<<<<

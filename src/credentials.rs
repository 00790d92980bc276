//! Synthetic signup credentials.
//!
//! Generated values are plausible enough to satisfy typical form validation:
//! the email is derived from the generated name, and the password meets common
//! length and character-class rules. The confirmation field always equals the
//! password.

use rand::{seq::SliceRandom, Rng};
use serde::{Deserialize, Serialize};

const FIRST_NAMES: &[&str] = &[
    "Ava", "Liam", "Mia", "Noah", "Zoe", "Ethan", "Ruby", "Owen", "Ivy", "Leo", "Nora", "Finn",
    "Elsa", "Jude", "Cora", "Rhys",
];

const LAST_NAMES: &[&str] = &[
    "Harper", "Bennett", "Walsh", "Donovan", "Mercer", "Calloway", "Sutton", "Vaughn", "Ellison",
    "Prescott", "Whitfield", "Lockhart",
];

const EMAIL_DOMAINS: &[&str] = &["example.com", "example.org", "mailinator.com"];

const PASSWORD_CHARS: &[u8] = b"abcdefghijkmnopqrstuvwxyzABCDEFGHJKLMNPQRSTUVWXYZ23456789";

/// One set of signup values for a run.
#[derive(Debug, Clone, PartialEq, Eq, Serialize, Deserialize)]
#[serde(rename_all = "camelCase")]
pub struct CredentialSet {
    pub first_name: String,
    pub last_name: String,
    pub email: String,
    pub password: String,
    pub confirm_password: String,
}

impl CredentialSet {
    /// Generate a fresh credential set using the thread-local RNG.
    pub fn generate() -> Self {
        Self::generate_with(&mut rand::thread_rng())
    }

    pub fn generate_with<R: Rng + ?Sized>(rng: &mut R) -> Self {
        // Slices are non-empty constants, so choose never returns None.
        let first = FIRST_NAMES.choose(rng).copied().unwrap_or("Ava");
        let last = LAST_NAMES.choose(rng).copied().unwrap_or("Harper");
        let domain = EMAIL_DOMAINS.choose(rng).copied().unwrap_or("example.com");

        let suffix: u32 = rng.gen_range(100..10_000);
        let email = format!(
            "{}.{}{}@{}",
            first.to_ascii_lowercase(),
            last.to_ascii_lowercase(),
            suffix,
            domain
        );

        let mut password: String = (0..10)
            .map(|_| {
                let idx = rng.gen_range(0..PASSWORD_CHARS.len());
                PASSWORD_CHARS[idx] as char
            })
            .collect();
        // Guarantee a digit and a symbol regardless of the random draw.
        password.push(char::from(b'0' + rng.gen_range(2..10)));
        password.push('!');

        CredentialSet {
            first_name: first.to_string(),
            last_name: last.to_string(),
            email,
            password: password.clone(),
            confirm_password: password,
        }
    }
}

>>>>
<<<<

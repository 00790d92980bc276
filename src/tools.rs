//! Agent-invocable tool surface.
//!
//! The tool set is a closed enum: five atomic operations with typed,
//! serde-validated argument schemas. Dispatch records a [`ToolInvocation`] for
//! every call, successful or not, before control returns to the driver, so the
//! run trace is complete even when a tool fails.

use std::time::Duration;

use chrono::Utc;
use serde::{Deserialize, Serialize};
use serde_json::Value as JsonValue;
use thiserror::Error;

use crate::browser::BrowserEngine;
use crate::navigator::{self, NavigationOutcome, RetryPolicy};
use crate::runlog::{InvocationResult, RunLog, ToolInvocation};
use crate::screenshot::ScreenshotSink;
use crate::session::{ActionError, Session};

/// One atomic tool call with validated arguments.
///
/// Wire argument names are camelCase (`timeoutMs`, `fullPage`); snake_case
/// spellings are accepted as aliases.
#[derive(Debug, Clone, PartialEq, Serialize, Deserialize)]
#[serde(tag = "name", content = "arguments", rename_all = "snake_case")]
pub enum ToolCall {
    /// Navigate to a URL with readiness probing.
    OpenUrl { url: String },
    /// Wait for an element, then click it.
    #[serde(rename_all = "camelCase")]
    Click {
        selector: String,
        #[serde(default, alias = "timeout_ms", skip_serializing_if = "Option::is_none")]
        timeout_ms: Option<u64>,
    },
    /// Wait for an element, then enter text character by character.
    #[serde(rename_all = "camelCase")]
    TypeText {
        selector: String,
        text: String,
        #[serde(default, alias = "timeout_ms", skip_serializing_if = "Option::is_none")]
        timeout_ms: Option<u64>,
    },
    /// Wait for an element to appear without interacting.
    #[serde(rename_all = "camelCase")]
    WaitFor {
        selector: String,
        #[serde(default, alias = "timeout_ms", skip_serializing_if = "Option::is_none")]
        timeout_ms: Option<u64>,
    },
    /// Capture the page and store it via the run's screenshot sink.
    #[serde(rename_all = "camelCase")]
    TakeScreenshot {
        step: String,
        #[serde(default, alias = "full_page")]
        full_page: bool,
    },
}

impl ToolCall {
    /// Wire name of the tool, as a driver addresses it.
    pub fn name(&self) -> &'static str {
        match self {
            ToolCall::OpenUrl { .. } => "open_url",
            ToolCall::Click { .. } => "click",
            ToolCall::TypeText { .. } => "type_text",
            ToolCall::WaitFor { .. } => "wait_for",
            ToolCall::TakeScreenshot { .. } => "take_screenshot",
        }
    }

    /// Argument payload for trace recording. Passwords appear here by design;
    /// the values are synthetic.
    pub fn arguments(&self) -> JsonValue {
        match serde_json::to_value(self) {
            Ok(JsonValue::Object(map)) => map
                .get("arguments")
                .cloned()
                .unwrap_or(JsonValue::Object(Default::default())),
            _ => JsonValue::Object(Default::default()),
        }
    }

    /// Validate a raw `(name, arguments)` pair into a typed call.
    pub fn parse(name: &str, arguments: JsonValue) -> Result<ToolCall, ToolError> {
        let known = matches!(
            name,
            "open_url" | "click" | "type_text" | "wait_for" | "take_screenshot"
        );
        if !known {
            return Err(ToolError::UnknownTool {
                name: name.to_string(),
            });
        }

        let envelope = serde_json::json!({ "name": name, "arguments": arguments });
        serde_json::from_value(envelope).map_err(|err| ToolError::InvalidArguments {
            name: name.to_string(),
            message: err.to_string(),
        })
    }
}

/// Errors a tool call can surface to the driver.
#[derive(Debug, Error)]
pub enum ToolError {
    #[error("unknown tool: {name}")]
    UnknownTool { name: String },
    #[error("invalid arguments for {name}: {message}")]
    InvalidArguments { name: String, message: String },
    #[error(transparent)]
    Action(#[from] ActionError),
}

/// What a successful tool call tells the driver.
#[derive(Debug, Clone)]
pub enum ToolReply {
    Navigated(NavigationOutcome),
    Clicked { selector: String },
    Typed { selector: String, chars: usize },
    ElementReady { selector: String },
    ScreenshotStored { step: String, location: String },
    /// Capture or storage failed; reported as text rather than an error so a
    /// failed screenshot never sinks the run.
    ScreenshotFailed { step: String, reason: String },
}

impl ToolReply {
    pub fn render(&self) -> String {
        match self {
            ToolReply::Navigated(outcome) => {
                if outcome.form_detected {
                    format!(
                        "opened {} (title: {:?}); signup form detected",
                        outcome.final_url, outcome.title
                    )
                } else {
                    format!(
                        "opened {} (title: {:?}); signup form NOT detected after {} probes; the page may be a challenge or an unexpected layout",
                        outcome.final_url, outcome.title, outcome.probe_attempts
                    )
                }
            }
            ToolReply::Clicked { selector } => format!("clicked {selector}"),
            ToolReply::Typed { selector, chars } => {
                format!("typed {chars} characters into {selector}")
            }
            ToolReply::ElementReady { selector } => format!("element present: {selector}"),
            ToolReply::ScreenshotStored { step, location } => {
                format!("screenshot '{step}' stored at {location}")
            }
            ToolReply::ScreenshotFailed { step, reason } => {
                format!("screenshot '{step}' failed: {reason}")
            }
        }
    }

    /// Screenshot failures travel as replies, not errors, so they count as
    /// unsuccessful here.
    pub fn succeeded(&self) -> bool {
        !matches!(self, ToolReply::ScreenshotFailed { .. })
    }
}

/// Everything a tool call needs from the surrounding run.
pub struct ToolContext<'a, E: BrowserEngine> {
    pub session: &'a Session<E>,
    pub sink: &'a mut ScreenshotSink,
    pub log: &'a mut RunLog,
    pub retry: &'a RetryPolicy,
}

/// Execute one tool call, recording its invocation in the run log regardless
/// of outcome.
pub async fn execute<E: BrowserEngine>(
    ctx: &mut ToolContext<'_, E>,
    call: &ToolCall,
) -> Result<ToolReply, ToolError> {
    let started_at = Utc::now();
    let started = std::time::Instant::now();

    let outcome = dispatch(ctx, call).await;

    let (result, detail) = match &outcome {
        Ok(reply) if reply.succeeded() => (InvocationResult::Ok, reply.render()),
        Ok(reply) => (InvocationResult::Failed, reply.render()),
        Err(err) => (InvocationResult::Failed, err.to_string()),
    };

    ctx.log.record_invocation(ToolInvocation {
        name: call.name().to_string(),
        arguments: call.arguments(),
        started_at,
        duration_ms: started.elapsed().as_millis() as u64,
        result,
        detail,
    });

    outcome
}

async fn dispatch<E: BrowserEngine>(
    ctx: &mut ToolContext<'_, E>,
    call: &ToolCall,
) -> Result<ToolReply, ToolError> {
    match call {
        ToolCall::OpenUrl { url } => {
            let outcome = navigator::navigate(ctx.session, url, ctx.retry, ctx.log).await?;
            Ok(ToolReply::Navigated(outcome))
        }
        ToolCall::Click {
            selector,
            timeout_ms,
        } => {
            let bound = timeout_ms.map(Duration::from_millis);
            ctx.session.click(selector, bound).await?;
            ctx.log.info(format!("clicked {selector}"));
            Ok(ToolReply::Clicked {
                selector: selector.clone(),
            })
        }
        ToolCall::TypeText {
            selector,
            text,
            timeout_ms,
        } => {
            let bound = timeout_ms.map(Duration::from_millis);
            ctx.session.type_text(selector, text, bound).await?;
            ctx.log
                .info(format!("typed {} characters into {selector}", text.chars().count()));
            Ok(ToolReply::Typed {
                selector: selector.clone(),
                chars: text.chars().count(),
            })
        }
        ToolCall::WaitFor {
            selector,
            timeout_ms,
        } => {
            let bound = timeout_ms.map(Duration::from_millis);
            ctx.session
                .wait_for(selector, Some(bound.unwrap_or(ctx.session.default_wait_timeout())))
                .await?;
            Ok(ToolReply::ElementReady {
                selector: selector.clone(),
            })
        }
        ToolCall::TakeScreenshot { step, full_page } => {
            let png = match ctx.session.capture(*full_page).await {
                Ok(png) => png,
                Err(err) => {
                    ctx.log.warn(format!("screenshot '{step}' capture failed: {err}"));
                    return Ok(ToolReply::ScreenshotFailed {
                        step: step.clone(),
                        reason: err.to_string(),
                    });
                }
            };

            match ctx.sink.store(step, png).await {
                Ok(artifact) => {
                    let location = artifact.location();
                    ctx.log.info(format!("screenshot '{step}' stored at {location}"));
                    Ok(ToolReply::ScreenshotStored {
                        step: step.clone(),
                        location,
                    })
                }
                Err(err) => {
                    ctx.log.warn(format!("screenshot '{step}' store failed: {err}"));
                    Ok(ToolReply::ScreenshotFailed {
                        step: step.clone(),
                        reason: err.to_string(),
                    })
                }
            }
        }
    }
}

>>>>
<<<<

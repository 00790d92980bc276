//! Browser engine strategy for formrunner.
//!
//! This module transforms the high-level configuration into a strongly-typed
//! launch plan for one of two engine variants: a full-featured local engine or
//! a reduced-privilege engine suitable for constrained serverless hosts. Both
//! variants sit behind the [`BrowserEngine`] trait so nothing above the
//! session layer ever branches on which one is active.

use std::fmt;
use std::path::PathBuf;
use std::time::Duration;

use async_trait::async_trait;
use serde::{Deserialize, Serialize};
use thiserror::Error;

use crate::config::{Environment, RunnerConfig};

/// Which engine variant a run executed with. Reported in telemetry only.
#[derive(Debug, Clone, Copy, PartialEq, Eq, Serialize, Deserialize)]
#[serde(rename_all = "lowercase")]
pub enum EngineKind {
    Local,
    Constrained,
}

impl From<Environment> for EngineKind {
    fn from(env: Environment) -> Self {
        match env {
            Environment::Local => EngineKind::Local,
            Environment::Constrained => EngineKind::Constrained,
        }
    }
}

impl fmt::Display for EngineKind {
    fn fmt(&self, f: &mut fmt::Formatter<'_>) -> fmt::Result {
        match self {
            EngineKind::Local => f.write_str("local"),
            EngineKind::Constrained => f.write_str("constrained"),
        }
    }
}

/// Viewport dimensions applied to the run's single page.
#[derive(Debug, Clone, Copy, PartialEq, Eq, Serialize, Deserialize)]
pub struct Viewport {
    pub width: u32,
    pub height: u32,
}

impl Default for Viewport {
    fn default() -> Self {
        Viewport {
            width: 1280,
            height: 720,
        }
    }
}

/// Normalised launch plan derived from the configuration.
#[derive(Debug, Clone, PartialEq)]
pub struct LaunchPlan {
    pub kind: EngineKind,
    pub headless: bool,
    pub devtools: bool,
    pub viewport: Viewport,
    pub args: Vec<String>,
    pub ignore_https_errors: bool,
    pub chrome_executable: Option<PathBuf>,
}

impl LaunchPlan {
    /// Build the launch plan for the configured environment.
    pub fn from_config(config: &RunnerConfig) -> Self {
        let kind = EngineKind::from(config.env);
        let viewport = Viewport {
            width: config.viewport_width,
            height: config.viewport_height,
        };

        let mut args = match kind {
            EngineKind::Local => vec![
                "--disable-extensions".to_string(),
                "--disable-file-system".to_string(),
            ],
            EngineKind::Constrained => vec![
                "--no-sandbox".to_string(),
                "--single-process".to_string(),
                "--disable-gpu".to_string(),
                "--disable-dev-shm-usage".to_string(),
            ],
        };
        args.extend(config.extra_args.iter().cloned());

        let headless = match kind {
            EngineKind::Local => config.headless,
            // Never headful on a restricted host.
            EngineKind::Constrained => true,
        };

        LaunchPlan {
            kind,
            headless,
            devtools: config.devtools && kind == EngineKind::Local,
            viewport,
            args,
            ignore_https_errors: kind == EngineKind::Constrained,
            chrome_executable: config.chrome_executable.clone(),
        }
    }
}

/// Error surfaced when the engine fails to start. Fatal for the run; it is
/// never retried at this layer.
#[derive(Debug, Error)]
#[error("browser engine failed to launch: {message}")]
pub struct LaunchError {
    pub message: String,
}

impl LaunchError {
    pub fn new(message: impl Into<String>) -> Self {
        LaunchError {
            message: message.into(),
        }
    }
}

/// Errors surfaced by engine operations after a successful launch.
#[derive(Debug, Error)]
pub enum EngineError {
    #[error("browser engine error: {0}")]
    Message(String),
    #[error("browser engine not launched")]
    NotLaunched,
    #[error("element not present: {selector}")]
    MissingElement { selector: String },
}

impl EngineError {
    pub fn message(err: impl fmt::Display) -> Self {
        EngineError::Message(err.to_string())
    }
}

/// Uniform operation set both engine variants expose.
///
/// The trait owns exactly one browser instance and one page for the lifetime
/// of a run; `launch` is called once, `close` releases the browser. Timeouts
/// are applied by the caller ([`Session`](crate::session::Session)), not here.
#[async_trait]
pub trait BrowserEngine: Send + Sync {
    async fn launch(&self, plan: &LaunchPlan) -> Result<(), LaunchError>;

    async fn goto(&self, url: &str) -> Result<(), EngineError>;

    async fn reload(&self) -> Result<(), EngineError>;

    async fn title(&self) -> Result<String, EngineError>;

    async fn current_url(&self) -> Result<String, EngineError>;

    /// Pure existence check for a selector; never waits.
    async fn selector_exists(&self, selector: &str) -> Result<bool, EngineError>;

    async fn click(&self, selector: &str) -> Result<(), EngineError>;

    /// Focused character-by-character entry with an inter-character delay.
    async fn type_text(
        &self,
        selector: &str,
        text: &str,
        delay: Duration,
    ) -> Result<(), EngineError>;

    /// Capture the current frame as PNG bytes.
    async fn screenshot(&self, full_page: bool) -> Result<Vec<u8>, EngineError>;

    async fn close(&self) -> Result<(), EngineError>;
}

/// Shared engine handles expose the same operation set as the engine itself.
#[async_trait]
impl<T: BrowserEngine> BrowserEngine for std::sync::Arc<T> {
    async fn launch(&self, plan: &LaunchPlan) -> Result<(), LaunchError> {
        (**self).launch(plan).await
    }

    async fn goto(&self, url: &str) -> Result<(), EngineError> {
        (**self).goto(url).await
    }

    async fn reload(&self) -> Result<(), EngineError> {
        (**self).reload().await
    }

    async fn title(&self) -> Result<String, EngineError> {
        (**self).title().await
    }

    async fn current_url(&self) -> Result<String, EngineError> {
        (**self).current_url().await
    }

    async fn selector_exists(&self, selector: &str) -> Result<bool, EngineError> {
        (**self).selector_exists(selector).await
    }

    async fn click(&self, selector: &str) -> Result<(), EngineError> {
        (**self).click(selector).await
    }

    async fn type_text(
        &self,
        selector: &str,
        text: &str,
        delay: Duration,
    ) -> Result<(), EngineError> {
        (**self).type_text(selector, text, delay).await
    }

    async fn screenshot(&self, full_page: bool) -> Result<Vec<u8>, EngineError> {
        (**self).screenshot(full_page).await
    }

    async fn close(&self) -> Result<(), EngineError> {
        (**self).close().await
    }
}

>>>>

● WHAT THIS TASK INVOLVES
If a line of the data contains "suffix", copy it out.

● YOUR RESPONSE
        let suffix: u32 = rng.gen_range(100..10_000);
            suffix,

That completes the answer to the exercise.